In the TV sit-com version, produced and directed by John Rich and written by Dick Clement and Ian La Frenais, Billy is a 19-year-old Pennsylvania kid who works in a mortuary. All the details of his life and environment have been so Cloroxed and Windexed that the point of the escape is lost; everything just barely exists, so nothing is to be gained by escaping into something that exists even less.

In addition, Billy is played by a great big gollywhomper named Steve Guttenberg, who got killed in the first or second reel of "The Boys From Brazil," Guttenberg is fresh and friendly and he radiates well-being, yet it is essential to the premise of "Billy" that he be something of a loser, or else why would he have to flee into fantasies? You take one look at Guttenberg and his like-me grin and find it impossible to believe that Billy's impossible dreams of glory really are impossible.

The rest of the cast is shabby and drab except perhaps for Roone Arledge look-alike Bruce Talkington as Billy's mortuary coworker, Millien. Fortuitously enough, Don Adams makes a welcome guest appearance in one of the fantasies (apparently the scene in which The Incredible Hulk drops by, shown repeatedly in promos for this show, is from a later episode).

Daydreams and fantasies have been part of many other TV shows, including last year's "James at 15." Billy at 19 doesn't justify reviving this gimmick -- certainly not to accommodate such jokes as, "She's called Virgin for short -- but not for long."

Like "Billy," the second new comedy, "Flatbush," at 8:30 on Channel 9, was shot on the too-clean streets of a Hollywood backlot, and if ever a show cried out for background detail, this one does. Particularly since there is virtually nothing in the foreground.

As for me, give me a female jiggle show over a male gaggle show any way. "Flatbush," a Lorimar production, is another boys-in-groups sitcom along the creaky lines of "Welcome Back, Kotter" and CBS's own miserable "Dukes of Hazzard." In fact they could have called this "Dukes of Flatbush"; it's about five cardboard-cutout Brooklyn buddies who get into scrapes and jams and never for a moment seem like inhabitants of this galaxy. Maybe "Battlestar Flatbush" would be a better title still.

A tape of the premiere supplied by CBS for preview came complete with an approximately 18-minute audio gap, during which no sound could be heard. This proved more of a blessing than a deprivation. When the sound came back, it was the familiar TV liturgy of squealing tires and shlock rock.

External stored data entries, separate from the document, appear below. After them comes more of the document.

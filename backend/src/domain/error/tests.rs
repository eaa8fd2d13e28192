//! Tests for domain error construction and serialisation.

use super::*;
use rstest::rstest;
use serde_json::json;
use uuid::Uuid;

#[rstest]
fn invalid_request_constructor_sets_code() {
    let err = Error::invalid_request("bad");
    assert_eq!(err.code(), ErrorCode::InvalidRequest);
}

#[rstest]
fn try_new_rejects_empty_messages() {
    let result = Error::try_new(ErrorCode::InvalidRequest, "   ");
    assert!(matches!(result, Err(ErrorValidationError::EmptyMessage)));
}

#[rstest]
fn missing_table_names_the_table() {
    let err = Error::missing_table("array_of_things__humidity");
    assert_eq!(err.code(), ErrorCode::MissingTable);
    assert!(err.message().contains("array_of_things__humidity"));
    assert_eq!(
        err.details(),
        Some(&json!({ "table": "array_of_things__humidity" }))
    );
}

#[rstest]
fn internal_with_debug_embeds_cause() {
    let cause = std::io::Error::other("socket closed");
    let err = Error::internal_with_debug("observation query failed", &cause);
    assert_eq!(err.code(), ErrorCode::InternalError);
    assert!(err.message().starts_with("observation query failed\nDebug:\n"));
    assert!(err.message().contains("socket closed"));
}

#[rstest]
fn new_has_no_trace_id_out_of_scope() {
    let error = Error::internal("boom");
    assert!(error.trace_id().is_none());
}

#[tokio::test]
async fn new_captures_trace_id_in_scope() {
    let trace_id = TraceId::from_uuid(Uuid::nil());
    let error = TraceId::scope(trace_id, async { Error::not_found("missing") }).await;
    assert_eq!(error.trace_id(), Some(Uuid::nil().to_string().as_str()));
}

#[rstest]
#[case(ErrorCode::InvalidRequest, "invalid_request")]
#[case(ErrorCode::MissingTable, "missing_table")]
#[case(ErrorCode::Unprocessable, "unprocessable")]
#[case(ErrorCode::ServiceUnavailable, "service_unavailable")]
fn codes_serialise_as_snake_case(#[case] code: ErrorCode, #[case] expected: &str) {
    let value = serde_json::to_value(code).expect("code serialises");
    assert_eq!(value, json!(expected));
}
//! Tests for observation query planning.

use rstest::{fixture, rstest};

use super::*;
use crate::domain::{ErrorCode, GeoPolygon, TimeWindow};
use crate::outbound::memory::InMemoryObservationWarehouse;
use crate::test_support::sensor_network::{
    CHICAGO, NODE_LOOP, NODE_OHARE, NODE_SOUTH, chicago_catalog, chicago_warehouse, feature_name,
    jan_first, network_name, node_id, sensor_name,
};

#[fixture]
fn planner() -> ObservationQueryPlanner {
    ObservationQueryPlanner::new(
        chicago_catalog(),
        Arc::new(chicago_warehouse()),
        TableNaming::default(),
    )
}

fn request() -> ObservationRequest {
    let window = TimeWindow::new(jan_first(0, 0), jan_first(6, 0)).expect("window");
    ObservationRequest::for_network(network_name(CHICAGO), window)
}

fn table_names(plan: &QueryPlan) -> Vec<&str> {
    plan.queries.iter().map(|q| q.table.name.as_str()).collect()
}

#[rstest]
#[tokio::test]
async fn plans_one_query_per_reported_feature(planner: ObservationQueryPlanner) {
    let mut req = request();
    req.sensors = Some(vec![sensor_name("tmp112"), sensor_name("htu21d")]);

    let plan = planner.plan(&req).await.expect("plan");

    assert_eq!(table_names(&plan), vec!["relative_humidity", "temperature"]);
    assert_eq!(plan.nodes.len(), 3);
    let temperature = &plan.queries[1];
    assert_eq!(temperature.table.columns, vec!["temperature".to_owned()]);
    assert_eq!(temperature.window, req.window);
}

#[rstest]
#[tokio::test]
async fn features_not_reported_by_the_sensors_are_dropped(planner: ObservationQueryPlanner) {
    let mut req = request();
    req.sensors = Some(vec![sensor_name("tmp112")]);
    req.features = Some(vec![feature_name("temperature"), feature_name("image")]);

    let plan = planner.plan(&req).await.expect("plan");

    assert_eq!(table_names(&plan), vec!["temperature"]);
    assert_eq!(plan.features, vec![feature_name("temperature")]);
}

#[rstest]
#[tokio::test]
async fn feature_without_table_fails_the_whole_plan(planner: ObservationQueryPlanner) {
    let err = planner.plan(&request()).await.expect_err("gas_concentration has no table");

    assert_eq!(err.code(), ErrorCode::MissingTable);
    assert_eq!(err.message(), "Table gas_concentration not found");
}

#[rstest]
#[tokio::test]
async fn unknown_names_are_listed_in_details(planner: ObservationQueryPlanner) {
    let mut req = request();
    req.nodes = Some(vec![node_id(NODE_LOOP), node_id("ghost")]);
    req.sensors = Some(vec![sensor_name("hmc5883l")]);

    let err = planner.plan(&req).await.expect_err("unknown names");

    assert_eq!(err.code(), ErrorCode::InvalidRequest);
    let details = err.details().expect("details");
    assert_eq!(details["nodes"], serde_json::json!(["ghost"]));
    assert_eq!(details["sensors"], serde_json::json!(["hmc5883l"]));
    assert!(details.get("features_of_interest").is_none());
}

#[rstest]
#[tokio::test]
async fn unknown_networks_are_rejected(planner: ObservationQueryPlanner) {
    let mut req = request();
    req.network = network_name("atlantis");

    let err = planner.plan(&req).await.expect_err("unknown network");

    assert_eq!(err.code(), ErrorCode::InvalidRequest);
    assert_eq!(err.message(), "Invalid network name: atlantis");
}

#[rstest]
#[tokio::test]
async fn node_filters_narrow_every_query(planner: ObservationQueryPlanner) {
    let mut req = request();
    req.features = Some(vec![feature_name("temperature")]);
    req.node_id = Some(node_id(NODE_SOUTH));

    let plan = planner.plan(&req).await.expect("plan");

    assert_eq!(plan.nodes, vec![node_id(NODE_SOUTH)]);
    assert_eq!(plan.queries[0].nodes, vec![node_id(NODE_SOUTH)]);
}

#[rstest]
#[tokio::test]
async fn geometry_filters_keep_nodes_inside_the_polygon(planner: ObservationQueryPlanner) {
    let mut req = request();
    req.features = Some(vec![feature_name("temperature")]);
    // box around the O'Hare node only
    req.within = Some(
        GeoPolygon::from_geojson(
            r#"{"type":"Polygon","coordinates":[[[-88.0,41.9],[-87.8,41.9],[-87.8,42.0],[-88.0,42.0],[-88.0,41.9]]]}"#,
        )
        .expect("polygon"),
    );

    let plan = planner.plan(&req).await.expect("plan");

    assert_eq!(plan.nodes, vec![node_id(NODE_OHARE)]);
}

#[rstest]
#[tokio::test]
async fn limit_and_offset_are_shared_between_tables(planner: ObservationQueryPlanner) {
    let mut req = request();
    req.sensors = Some(vec![sensor_name("htu21d")]);
    req.limit = Some(101);
    req.offset = 10;

    let plan = planner.plan(&req).await.expect("plan");

    assert_eq!(plan.queries.len(), 2);
    assert!(plan.queries.iter().all(|q| q.limit == Some(50) && q.offset == 5));
}

#[rstest]
#[tokio::test]
async fn prefixed_naming_looks_up_network_tables() {
    let warehouse = InMemoryObservationWarehouse::default();
    warehouse.create_table(
        "array_of_things_chicago__temperature",
        vec!["node_id".into(), "datetime".into(), "meta_id".into(), "sensor".into(), "temperature".into()],
        vec![],
    );
    let planner = ObservationQueryPlanner::new(
        chicago_catalog(),
        Arc::new(warehouse),
        TableNaming::NetworkPrefixed,
    );
    let mut req = request();
    req.features = Some(vec![feature_name("temperature")]);

    let plan = planner.plan(&req).await.expect("plan");

    assert_eq!(table_names(&plan), vec!["array_of_things_chicago__temperature"]);
    assert_eq!(plan.queries[0].table.feature, feature_name("temperature"));
}

#[rstest]
#[case("feature", TableNaming::FeatureName)]
#[case("Network_Prefixed", TableNaming::NetworkPrefixed)]
fn naming_schemes_parse(#[case] raw: &str, #[case] expected: TableNaming) {
    assert_eq!(raw.parse::<TableNaming>(), Ok(expected));
}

It seems the boys had broken up a gang of two car thieves and a not very riotous chase listlessly ensued. Thus does "Saturday Night Fever" meet "Smokey and the Bandit."

Playing the scrubbed-up pals, who call themselves the Fungos, are a pack of up-and-coming non-entities, of whom Sandy Helberg, doing a whiney and precious imitation of "Kotter's" already whiney Horshack character, is the most unquestionably insufferable. But Vincent Bufano, as Turtle, has the kind of attractive presence that sometimes occurs when a sensitive face is attached to a musclebound body, and he may go places -- the farther from Flatbush, the better for him. CAPTION:

Picture, Randy Stumpf and Olivia Barash, two of the stars of "Flatbush," a CBS-TV series premiering tonight.